[Stored data]
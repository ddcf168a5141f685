//! Search engine: keyword, phrase, fuzzy, entity, and optional semantic
//! modes over the persistent index.

use std::collections::HashSet;
use std::sync::Arc;

use serde::Serialize;

use super::indexer::query_tokens;
use super::semantic::{capability_disabled, cosine_similarity, Embedder};
use crate::config::SearchConfig;
use crate::error::{Error, Result};
use crate::models::{BoundingBox, EntityKind, OcrText, SearchRecord, WordBox};
use crate::repository::Repository;

/// Hard ceiling on result list sizes.
const MAX_LIMIT: u32 = 1000;
/// Context kept on each side of a snippet match.
const SNIPPET_CONTEXT: usize = 80;

/// Search modes exposed by the engine.
#[derive(Debug, Clone, Copy, PartialEq, Eq)]
pub enum SearchMode {
    Keyword,
    Phrase,
    Fuzzy,
    Entity,
    Semantic,
}

impl SearchMode {
    pub fn parse(s: &str) -> Option<Self> {
        match s.to_lowercase().as_str() {
            "keyword" => Some(Self::Keyword),
            "phrase" => Some(Self::Phrase),
            "fuzzy" => Some(Self::Fuzzy),
            "entity" => Some(Self::Entity),
            "semantic" => Some(Self::Semantic),
            _ => None,
        }
    }
}

/// Options accepted by every search call.
#[derive(Debug, Default, Clone)]
pub struct SearchOptions {
    pub limit: Option<u32>,
    /// Overrides the configured fuzzy threshold.
    pub fuzzy_threshold: Option<f32>,
    /// Required for entity mode.
    pub entity_kind: Option<EntityKind>,
}

/// One search result, located on a page.
#[derive(Debug, Clone, Serialize)]
pub struct SearchHit {
    pub ocr_id: String,
    pub document_id: String,
    pub page_number: u32,
    pub snippet: String,
    pub full_text: String,
    pub score: f32,
    pub page_confidence: f32,
    pub image_path: String,
    pub bbox: BoundingBox,
    pub word_boxes: Vec<WordBox>,
}

/// Search engine over the repository's index rows.
pub struct SearchEngine {
    repo: Arc<Repository>,
    config: SearchConfig,
    embedder: Option<Arc<dyn Embedder>>,
}

impl SearchEngine {
    pub fn new(repo: Arc<Repository>, config: SearchConfig) -> Self {
        Self {
            repo,
            config,
            embedder: None,
        }
    }

    /// Enable semantic mode with the given embedder.
    pub fn with_embedder(mut self, embedder: Arc<dyn Embedder>) -> Self {
        self.embedder = Some(embedder);
        self
    }

    /// Run a search. Empty queries are invalid; `limit == 0` returns an
    /// empty list without error.
    pub fn search(
        &self,
        mode: SearchMode,
        query: &str,
        opts: &SearchOptions,
    ) -> Result<Vec<SearchHit>> {
        if query.trim().is_empty() {
            return Err(Error::InvalidArgument("empty query".to_string()));
        }
        let limit = match opts.limit {
            Some(0) => return Ok(Vec::new()),
            Some(n) => n.min(MAX_LIMIT),
            None => self.config.default_limit.min(MAX_LIMIT),
        };

        match mode {
            SearchMode::Keyword => self.keyword_search(query, limit),
            SearchMode::Phrase => self.phrase_search(query, limit),
            SearchMode::Fuzzy => self.fuzzy_search(query, limit, opts),
            SearchMode::Entity => self.entity_search(query, limit, opts),
            SearchMode::Semantic => self.semantic_search(query, limit),
        }
    }

    /// AND over query tokens; proximity-weighted occurrence score.
    fn keyword_search(&self, query: &str, limit: u32) -> Result<Vec<SearchHit>> {
        let tokens = query_tokens(query);
        if tokens.is_empty() {
            return Err(Error::InvalidArgument(
                "query contains no searchable tokens".to_string(),
            ));
        }

        let mut scored = Vec::new();
        for record in self.repo.get_search_records()? {
            if let Some(score) = keyword_score(&record.tokens, &tokens) {
                scored.push((score, record));
            }
        }
        self.build_hits(scored, &tokens, limit)
    }

    /// Contiguous token subsequence; score is the occurrence count.
    fn phrase_search(&self, query: &str, limit: u32) -> Result<Vec<SearchHit>> {
        let tokens = query_tokens(query);
        if tokens.is_empty() {
            return Err(Error::InvalidArgument(
                "query contains no searchable tokens".to_string(),
            ));
        }

        let mut scored = Vec::new();
        for record in self.repo.get_search_records()? {
            let occurrences = count_subsequence(&record.tokens, &tokens);
            if occurrences > 0 {
                scored.push((occurrences as f32, record));
            }
        }
        self.build_hits(scored, &tokens, limit)
    }

    /// Trigram-similarity token matching.
    fn fuzzy_search(&self, query: &str, limit: u32, opts: &SearchOptions) -> Result<Vec<SearchHit>> {
        let tokens = query_tokens(query);
        if tokens.is_empty() {
            return Err(Error::InvalidArgument(
                "query contains no searchable tokens".to_string(),
            ));
        }
        let threshold = opts.fuzzy_threshold.unwrap_or(self.config.fuzzy_threshold);

        let mut scored = Vec::new();
        for record in self.repo.get_search_records()? {
            if record.tokens.is_empty() {
                continue;
            }
            let mut best_sims = Vec::with_capacity(tokens.len());
            for token in &tokens {
                let grams = trigrams(token);
                let best = record
                    .tokens
                    .iter()
                    .map(|page_token| jaccard(&grams, &trigrams(page_token)))
                    .fold(0.0f32, f32::max);
                best_sims.push(best);
            }
            let matched = best_sims.iter().filter(|s| **s >= threshold).count();
            // At least half of the query tokens must match somewhere.
            if matched * 2 >= tokens.len() && matched > 0 {
                let score = best_sims.iter().sum::<f32>() / best_sims.len() as f32;
                scored.push((score, record));
            }
        }
        self.build_hits(scored, &tokens, limit)
    }

    /// Exact entity lookup with a case-insensitive fallback.
    fn entity_search(&self, query: &str, limit: u32, opts: &SearchOptions) -> Result<Vec<SearchHit>> {
        let kind = opts.entity_kind.ok_or_else(|| {
            Error::InvalidArgument("entity search requires an entity type".to_string())
        })?;

        let mut entities = self
            .repo
            .find_entities(kind, &query.to_lowercase(), limit)?;
        if entities.is_empty() {
            entities = self.repo.find_entities_by_value(kind, query, limit)?;
        }

        let mut hits = Vec::new();
        let mut seen_ocr: HashSet<String> = HashSet::new();
        for entity in entities {
            if !seen_ocr.insert(entity.ocr_id.clone()) {
                continue;
            }
            let Some(ocr) = self.repo.get_ocr_text(&entity.ocr_id)? else {
                continue;
            };
            let image_path = self.image_path_for(&ocr)?;
            let snippet = snippet_around(&ocr.normalized_text, &entity.value);
            hits.push(SearchHit {
                ocr_id: ocr.id.clone(),
                document_id: ocr.document_id.clone(),
                page_number: ocr.page_number,
                snippet,
                full_text: ocr.normalized_text.clone(),
                score: entity.confidence,
                page_confidence: ocr.page_confidence,
                image_path,
                bbox: entity.bbox.unwrap_or(ocr.bbox),
                word_boxes: ocr.word_boxes,
            });
            if hits.len() as u32 >= limit {
                break;
            }
        }
        Ok(hits)
    }

    /// Embedding similarity; requires a configured embedder.
    fn semantic_search(&self, query: &str, limit: u32) -> Result<Vec<SearchHit>> {
        let embedder = self.embedder.as_ref().ok_or_else(capability_disabled)?;
        let query_vec = embedder.embed(query)?;

        let mut scored = Vec::new();
        for record in self.repo.get_search_records()? {
            if record.searchable_text.is_empty() {
                continue;
            }
            let Some(ocr) = self.repo.get_ocr_text(&record.ocr_id)? else {
                continue;
            };
            let page_vec = embedder.embed(&ocr.normalized_text)?;
            let score = cosine_similarity(&query_vec, &page_vec);
            scored.push((score, record));
        }
        let tokens = query_tokens(query);
        self.build_hits(scored, &tokens, limit)
    }

    /// Turn scored records into sorted, snippeted hits.
    fn build_hits(
        &self,
        mut scored: Vec<(f32, SearchRecord)>,
        query_tokens: &[String],
        limit: u32,
    ) -> Result<Vec<SearchHit>> {
        let mut hits = Vec::new();
        for (score, record) in scored.drain(..) {
            let Some(ocr) = self.repo.get_ocr_text(&record.ocr_id)? else {
                continue;
            };
            if ocr.normalized_text.is_empty() {
                continue;
            }
            let image_path = self.image_path_for(&ocr)?;
            let needle = query_tokens.first().map(String::as_str).unwrap_or("");
            let snippet = snippet_around(&ocr.normalized_text, needle);
            hits.push((score, ocr, image_path, snippet));
        }

        // Total order: score desc, confidence desc, created_at asc.
        hits.sort_by(|a, b| {
            b.0.partial_cmp(&a.0)
                .unwrap_or(std::cmp::Ordering::Equal)
                .then(
                    b.1.page_confidence
                        .partial_cmp(&a.1.page_confidence)
                        .unwrap_or(std::cmp::Ordering::Equal),
                )
                .then(a.1.created_at.cmp(&b.1.created_at))
        });

        Ok(hits
            .into_iter()
            .take(limit as usize)
            .map(|(score, ocr, image_path, snippet)| SearchHit {
                ocr_id: ocr.id.clone(),
                document_id: ocr.document_id.clone(),
                page_number: ocr.page_number,
                snippet,
                full_text: ocr.normalized_text.clone(),
                score,
                page_confidence: ocr.page_confidence,
                image_path,
                bbox: ocr.bbox,
                word_boxes: ocr.word_boxes,
            })
            .collect())
    }

    fn image_path_for(&self, ocr: &OcrText) -> Result<String> {
        Ok(self
            .repo
            .get_page(&ocr.page_id)?
            .map(|p| p.image_path)
            .unwrap_or_default())
    }
}

/// AND-semantics keyword score, or None when a token is missing.
///
/// Per token: occurrences divided by (1 + distance to the nearest
/// occurrence of any other query token). Single-token queries score by
/// plain occurrence count.
fn keyword_score(page_tokens: &[String], query: &[String]) -> Option<f32> {
    let positions: Vec<Vec<usize>> = query
        .iter()
        .map(|token| {
            page_tokens
                .iter()
                .enumerate()
                .filter(|(_, t)| *t == token)
                .map(|(i, _)| i)
                .collect::<Vec<_>>()
        })
        .collect();

    if positions.iter().any(|p| p.is_empty()) {
        return None;
    }

    let mut score = 0.0f32;
    for (i, own) in positions.iter().enumerate() {
        let count = own.len() as f32;
        let distance = nearest_other_distance(&positions, i);
        score += count / (1.0 + distance as f32);
    }
    Some(score)
}

/// Minimum index distance from any occurrence of token `i` to any
/// occurrence of a different query token; 0 when there is no other token.
fn nearest_other_distance(positions: &[Vec<usize>], i: usize) -> usize {
    let mut best: Option<usize> = None;
    for (j, other) in positions.iter().enumerate() {
        if j == i {
            continue;
        }
        for &p in &positions[i] {
            for &q in other {
                let d = p.abs_diff(q);
                best = Some(best.map_or(d, |b| b.min(d)));
            }
        }
    }
    best.unwrap_or(0)
}

/// Occurrences of `needle` as a contiguous subsequence of `haystack`.
fn count_subsequence(haystack: &[String], needle: &[String]) -> usize {
    if needle.is_empty() || haystack.len() < needle.len() {
        return 0;
    }
    haystack
        .windows(needle.len())
        .filter(|window| *window == needle)
        .count()
}

/// Character trigrams; tokens shorter than three chars contribute
/// themselves as a single gram.
fn trigrams(token: &str) -> HashSet<String> {
    let chars: Vec<char> = token.chars().collect();
    if chars.len() < 3 {
        let mut set = HashSet::new();
        set.insert(token.to_string());
        return set;
    }
    chars
        .windows(3)
        .map(|w| w.iter().collect::<String>())
        .collect()
}

fn jaccard(a: &HashSet<String>, b: &HashSet<String>) -> f32 {
    if a.is_empty() && b.is_empty() {
        return 0.0;
    }
    let intersection = a.intersection(b).count() as f32;
    let union = (a.len() + b.len()) as f32 - intersection;
    if union == 0.0 {
        0.0
    } else {
        intersection / union
    }
}

/// Snippet around the first (case-insensitive) occurrence of `needle`,
/// with up to 80 characters of context on each side trimmed to word
/// boundaries. Short texts are returned whole.
fn snippet_around(text: &str, needle: &str) -> String {
    let chars: Vec<char> = text.chars().collect();
    if chars.len() < 160 {
        return text.to_string();
    }

    let lower_text = text.to_lowercase();
    let lower_needle = needle.to_lowercase();
    let byte_pos = if lower_needle.is_empty() {
        None
    } else {
        lower_text.find(&lower_needle)
    };

    let (match_start, match_chars) = match byte_pos {
        Some(byte_pos) => (
            text[..byte_pos].chars().count(),
            lower_needle.chars().count(),
        ),
        None => (0, 0),
    };
    let match_end = match_start + match_chars;

    let mut start = match_start.saturating_sub(SNIPPET_CONTEXT);
    let mut end = (match_end + SNIPPET_CONTEXT).min(chars.len());

    // Trim leading/trailing partial words, never eating into the match.
    if start > 0 {
        while start < match_start && !chars[start].is_whitespace() {
            start += 1;
        }
        while start < match_start && chars[start].is_whitespace() {
            start += 1;
        }
    }
    if end < chars.len() {
        while end > match_end && !chars[end - 1].is_whitespace() {
            end -= 1;
        }
        while end > match_end && chars[end - 1].is_whitespace() {
            end -= 1;
        }
    }

    chars[start..end].iter().collect()
}
//! Raster page model and OCR lifecycle state.

use chrono::{DateTime, Utc};
use serde::{Deserialize, Serialize};

/// OCR lifecycle of a raster page.
#[derive(Debug, Clone, Copy, PartialEq, Eq, Serialize, Deserialize)]
#[serde(rename_all = "snake_case")]
pub enum OcrState {
    Pending,
    InProgress,
    Done,
    Failed,
}

impl OcrState {
    pub fn as_str(&self) -> &'static str {
        match self {
            Self::Pending => "pending",
            Self::InProgress => "in_progress",
            Self::Done => "done",
            Self::Failed => "failed",
        }
    }

    pub fn parse(s: &str) -> Option<Self> {
        match s {
            "pending" => Some(Self::Pending),
            "in_progress" => Some(Self::InProgress),
            "done" => Some(Self::Done),
            "failed" => Some(Self::Failed),
            _ => None,
        }
    }
}

/// One raster image derived from a document.
///
/// A single-image file is a one-page document. The id never changes once
/// produced.
#[derive(Debug, Clone, Serialize, Deserialize)]
pub struct ImagePage {
    /// `{document_id}_page_{NNNN}` with a zero-padded 1-based page number.
    pub id: String,
    pub document_id: String,
    pub page_number: u32,
    /// Opaque blob key of the page raster.
    pub image_path: String,
    pub width: u32,
    pub height: u32,
    pub ocr_state: OcrState,
    /// Processing attempts so far; drives the retry-then-fail policy.
    pub attempts: u32,
    pub last_error: Option<String>,
    /// Set while a worker holds the claim; used by the reaper.
    pub claimed_at: Option<DateTime<Utc>>,
    pub updated_at: DateTime<Utc>,
}

impl ImagePage {
    /// Derive the stable page identifier.
    pub fn page_id(document_id: &str, page_number: u32) -> String {
        format!("{}_page_{:04}", document_id, page_number)
    }

    /// Blob key under which the page raster is stored.
    pub fn blob_key(page_id: &str) -> String {
        format!("images/{}.png", page_id)
    }

    pub fn new(document_id: String, page_number: u32, width: u32, height: u32) -> Self {
        let id = Self::page_id(&document_id, page_number);
        let image_path = Self::blob_key(&id);
        Self {
            id,
            document_id,
            page_number,
            image_path,
            width,
            height,
            ocr_state: OcrState::Pending,
            attempts: 0,
            last_error: None,
            claimed_at: None,
            updated_at: Utc::now(),
        }
    }
}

▸ What you will do
Tally the lines of the data that contain the string "SearchConfig" and report the total alone.

▸ Problem solution
3